Granting the application for security in the Supreme Court, Mr Justice Keane said he would hear counsel as to the manner in which the amount of security should be determined. He said that given the admitted lack of resources by the plaintiffs it follows inevitably that, irrespective of the result of the appeal, the defendants will have to suffer "the clear injustice" of having to pay these costs themselves.

He said the "possibility canvassed by Mr Wymes that in the event of the appeal being successful, the Bula mine, at some stage in the future, will become sufficiently profitable to enable the plaintiffs to discharge these costs, is so remote a contingency - and in any event, it would seem, at odds with the expert evidence adduced on his behalf at the trial - that it must be disregarded."

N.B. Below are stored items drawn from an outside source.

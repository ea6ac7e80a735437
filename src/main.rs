use std::{net::SocketAddr, path::Path, sync::Arc, time::Duration};

use arc_swap::ArcSwap;
use axum::{
    Router,
    body::Body,
    extract::{ConnectInfo, Request},
    response::Response,
    routing::any,
};
use clap::Parser;
use color_eyre::{
    Result,
    eyre::{Context, eyre},
};
use wicket::{
    adapters::{ConsulRegistry, FileConfigProvider, GatewayHandler, HttpClientAdapter},
    config::{
        GatewayConfigValidator, load_config,
        models::{AppConfig, GatewayConfig},
        validation::validate_registry,
    },
    ports::{config_provider::ConfigProvider, http_client::HttpClient},
    tracing_setup,
    utils::GracefulShutdown,
};

#[derive(Parser, Debug)]
#[clap(author, version, about)]
struct Args {
    #[clap(subcommand)]
    command: Option<Commands>,

    #[clap(short, long, default_value = "gateway.toml")]
    config: String,

    /// Use human-readable console logs instead of JSON
    #[clap(long)]
    pretty_logs: bool,
}

#[derive(Parser, Debug)]
enum Commands {
    /// Run the gateway proxy (default)
    Gateway {
        /// Configuration file to use
        #[clap(short, long, default_value = "gateway.toml")]
        config: String,
    },
    /// Run the diagnostics backend
    App {
        /// Configuration file to use
        #[clap(short, long, default_value = "app.toml")]
        config: String,
    },
    /// Validate a gateway configuration file
    Validate {
        /// Configuration file to validate
        #[clap(short, long, default_value = "gateway.toml")]
        config: String,
    },
    /// Initialize a new gateway configuration file
    Init {
        /// Output path for the new config file
        #[clap(short, long, default_value = "gateway.toml")]
        config: String,
    },
}

#[tokio::main]
async fn main() -> Result<()> {
    color_eyre::install()?;

    let args = Args::parse();
    let pretty_logs = args.pretty_logs;

    match args.command {
        Some(Commands::Validate { config }) => validate_config_command(&config).await,
        Some(Commands::Init { config }) => init_config_command(&config).await,
        Some(Commands::App { config }) => {
            tracing_setup::init(pretty_logs)?;
            run_app(&config).await
        }
        Some(Commands::Gateway { config }) => {
            tracing_setup::init(pretty_logs)?;
            run_gateway(&config).await
        }
        None => {
            tracing_setup::init(pretty_logs)?;
            run_gateway(&args.config).await
        }
    }
}

/// Spawn the OS signal listener feeding the shared shutdown coordinator.
fn spawn_signal_handler(shutdown: Arc<GracefulShutdown>) {
    tokio::spawn(async move {
        if let Err(e) = shutdown.run_signal_handler().await {
            tracing::error!("signal handler error: {e}");
        }
    });
}

/// Run the gateway: load and watch the config, proxy everything through the
/// delegating handler.
async fn run_gateway(config_path: &str) -> Result<()> {
    tracing::info!("loading gateway configuration from {config_path}");

    let provider = Arc::new(
        FileConfigProvider::<GatewayConfig>::new(config_path)
            .context("Failed to create config provider")?,
    );

    let initial: GatewayConfig = provider
        .load_config()
        .await
        .with_context(|| format!("Failed to load config from {config_path}"))?;

    GatewayConfigValidator::validate(&initial)
        .map_err(|e| eyre!("Invalid configuration:\n{e}"))?;

    let config_holder = Arc::new(ArcSwap::new(Arc::new(initial)));

    let http_client: Arc<dyn HttpClient> =
        Arc::new(HttpClientAdapter::new().context("Failed to create HTTP client adapter")?);
    let handler = Arc::new(GatewayHandler::new(config_holder.clone(), http_client));

    spawn_reload_task(provider, config_holder.clone(), config_path.to_string());

    let shutdown = Arc::new(GracefulShutdown::new());
    spawn_signal_handler(shutdown.clone());

    let make_request_route = |handler: Arc<GatewayHandler>| {
        any(
            move |ConnectInfo(client_addr): ConnectInfo<SocketAddr>, req: Request| {
                let handler = handler.clone();
                async move {
                    match handler.handle_request(req, Some(client_addr)).await {
                        Ok(response) => Ok::<Response<Body>, std::convert::Infallible>(response),
                        Err(e) => {
                            tracing::error!("request handling error: {e:?}");
                            let error_response = Response::builder()
                                .status(500)
                                .body(Body::from("Internal Server Error"))
                                .unwrap_or_else(|_| {
                                    Response::new(Body::from("Internal Server Error"))
                                });
                            Ok(error_response)
                        }
                    }
                }
            },
        )
    };

    let app = Router::new()
        .route("/{*path}", make_request_route(handler.clone()))
        .route("/", make_request_route(handler));

    let addr: SocketAddr = {
        let config = config_holder.load();
        for (prefix, route) in &config.routes {
            tracing::info!("route {prefix} -> {:?}", route.downstream);
        }
        config
            .listen_addr
            .parse()
            .context("Failed to parse listen address")?
    };

    let listener = tokio::net::TcpListener::bind(addr)
        .await
        .context("Failed to bind to address")?;

    tracing::info!("Wicket gateway listening on {addr}");
    println!("Wicket gateway listening on {addr}");

    tokio::select! {
        result = axum::serve(
            listener,
            app.into_make_service_with_connect_info::<SocketAddr>(),
        ) => {
            result.context("Server error")
        },
        reason = shutdown.wait_for_shutdown_signal() => {
            tracing::info!(?reason, "gateway shutting down");
            Ok(())
        }
    }
}

/// Hot-reload task: on file change notifications, reload and validate the
/// config, swapping it in only when both succeed. Events are debounced since
/// editors often emit several per save.
fn spawn_reload_task(
    provider: Arc<FileConfigProvider<GatewayConfig>>,
    holder: Arc<ArcSwap<GatewayConfig>>,
    config_path: String,
) {
    let debounce = Duration::from_secs(2);
    let mut changes = provider.watch();

    tokio::spawn(async move {
        let mut last_attempt: Option<tokio::time::Instant> = None;

        while changes.recv().await.is_some() {
            if last_attempt.is_some_and(|t| t.elapsed() < debounce) {
                tracing::debug!("config change within debounce window, skipping");
                while changes.try_recv().is_ok() {}
                continue;
            }
            last_attempt = Some(tokio::time::Instant::now());

            tracing::info!("reloading configuration from {config_path}");
            match provider.load_config().await {
                Ok(new_config) => match GatewayConfigValidator::validate(&new_config) {
                    Ok(()) => {
                        holder.store(Arc::new(new_config));
                        tracing::info!("configuration reloaded");
                    }
                    Err(e) => {
                        tracing::error!("reloaded configuration is invalid, keeping old: {e}");
                    }
                },
                Err(e) => {
                    tracing::error!("configuration reload failed, keeping old: {e:#}");
                }
            }
            while changes.try_recv().is_ok() {}
        }
        tracing::info!("config reload task stopped");
    });
}

/// Run the diagnostics backend: serve the info endpoints and keep the service
/// registered with the Consul agent for as long as the process lives.
async fn run_app(config_path: &str) -> Result<()> {
    tracing::info!("loading app configuration from {config_path}");

    let config: AppConfig = load_config(config_path)
        .await
        .with_context(|| format!("Failed to load app config from {config_path}"))?;

    if let Some(registry_config) = &config.registry {
        validate_registry(registry_config).map_err(|errors| {
            eyre!(
                "Invalid registry configuration:\n{}",
                errors
                    .iter()
                    .map(|e| format!("  - {e}"))
                    .collect::<Vec<_>>()
                    .join("\n")
            )
        })?;
    }

    let registry = config
        .registry
        .as_ref()
        .map(ConsulRegistry::from_config)
        .transpose()?
        .flatten();

    if let Some(registry) = &registry {
        // A missing agent must not keep the demo backend from serving.
        if let Err(e) = registry.register().await {
            tracing::error!("service registration failed, continuing unregistered: {e:#}");
        }
    }

    let shutdown = Arc::new(GracefulShutdown::new());
    spawn_signal_handler(shutdown.clone());

    let addr: SocketAddr = config
        .listen_addr
        .parse()
        .context("Failed to parse listen address")?;

    let listener = tokio::net::TcpListener::bind(addr)
        .await
        .context("Failed to bind to address")?;

    tracing::info!("Wicket diagnostics backend listening on {addr}");
    println!("Wicket diagnostics backend listening on {addr}");

    let serve_result = tokio::select! {
        result = axum::serve(listener, wicket::app::router()) => {
            result.context("Server error")
        },
        reason = shutdown.wait_for_shutdown_signal() => {
            tracing::info!(?reason, "backend shutting down");
            Ok(())
        }
    };

    if let Some(registry) = &registry {
        if let Err(e) = registry.deregister().await {
            tracing::error!("service deregistration failed: {e:#}");
        }
    }

    serve_result
}

/// Validate configuration file and exit
async fn validate_config_command(config_path: &str) -> Result<()> {
    println!("Validating configuration file: {config_path}");

    if !Path::new(config_path).exists() {
        eprintln!("Error: Configuration file '{config_path}' not found");
        std::process::exit(1);
    }

    let config: GatewayConfig = match load_config(config_path).await {
        Ok(config) => {
            println!("Configuration parsing: OK");
            config
        }
        Err(e) => {
            eprintln!("Configuration parsing failed:");
            eprintln!("   {e}");
            std::process::exit(1);
        }
    };

    match GatewayConfigValidator::validate(&config) {
        Ok(()) => {
            println!("Configuration validation: OK");
            println!();
            println!("Configuration Summary:");
            println!("   Listen Address: {}", config.listen_addr);
            println!("   Routes: {}", config.routes.len());
            println!("   Registry configured: {}", config.registry.is_some());
            Ok(())
        }
        Err(e) => {
            eprintln!("Configuration validation failed:");
            eprintln!("{e}");
            println!();
            println!("Common fixes:");
            println!("   - Ensure downstream targets start with http:// or https://");
            println!("   - Verify listen address format (e.g., '127.0.0.1:8080')");
            println!("   - Check durations use valid units (ms, s, m)");
            std::process::exit(1);
        }
    }
}

/// Initialize a new configuration file
async fn init_config_command(config_path: &str) -> Result<()> {
    let path = Path::new(config_path);
    if path.exists() {
        eprintln!("Error: Configuration file '{config_path}' already exists");
        std::process::exit(1);
    }

    let default_config = r#"# Wicket gateway configuration

# The address to listen on
listen_addr = "127.0.0.1:8080"

# Example route: proxy /svc to the diagnostics backend and rewrite the
# outbound Host header. Exactly one "host" rule applies; zero or several
# leave the header untouched.
[[routes."/svc".downstream]]
target = "http://127.0.0.1:8081"
upstream_headers = [{ key = "Host", replace = "app.internal" }]

# Optional: registration against a Consul agent
# [registry]
# address = "http://consul01:8500"
# service_name = "gw"
# service_address = "10.0.0.5"
# service_port = 8080
"#;

    tokio::fs::write(path, default_config)
        .await
        .context("Failed to write config file")?;
    println!("Created default configuration at: {config_path}");
    println!("   Run 'wicket gateway --config {config_path}' to start the gateway");
    Ok(())
}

Just over one year ago, the High Court rejected claims that the Minister for Enterprise and Tara Mines Ltd were responsible for the failure to bring the Bula lead and zinc mine at Nevinstown, Co Meath, into production.

Dismissing the action, Mr Justice Lynch said the case had its origins in "business dealings undertaken in the hopes of arriving at a very large crock of gold" which at the end of the day "turned into a bottomless pit of debt and misery for those who avidly sought the crock of gold."

Mr Justice Lynch said Mr Wymes was a man utterly convinced of the justice of his cause and he also believed that Tara had been intent on destroying him and his colleagues.

He said Mr Wymes was difficult to control and during the course of the "sorry saga" of Bula had alienated those whom he should have sought to get on well with.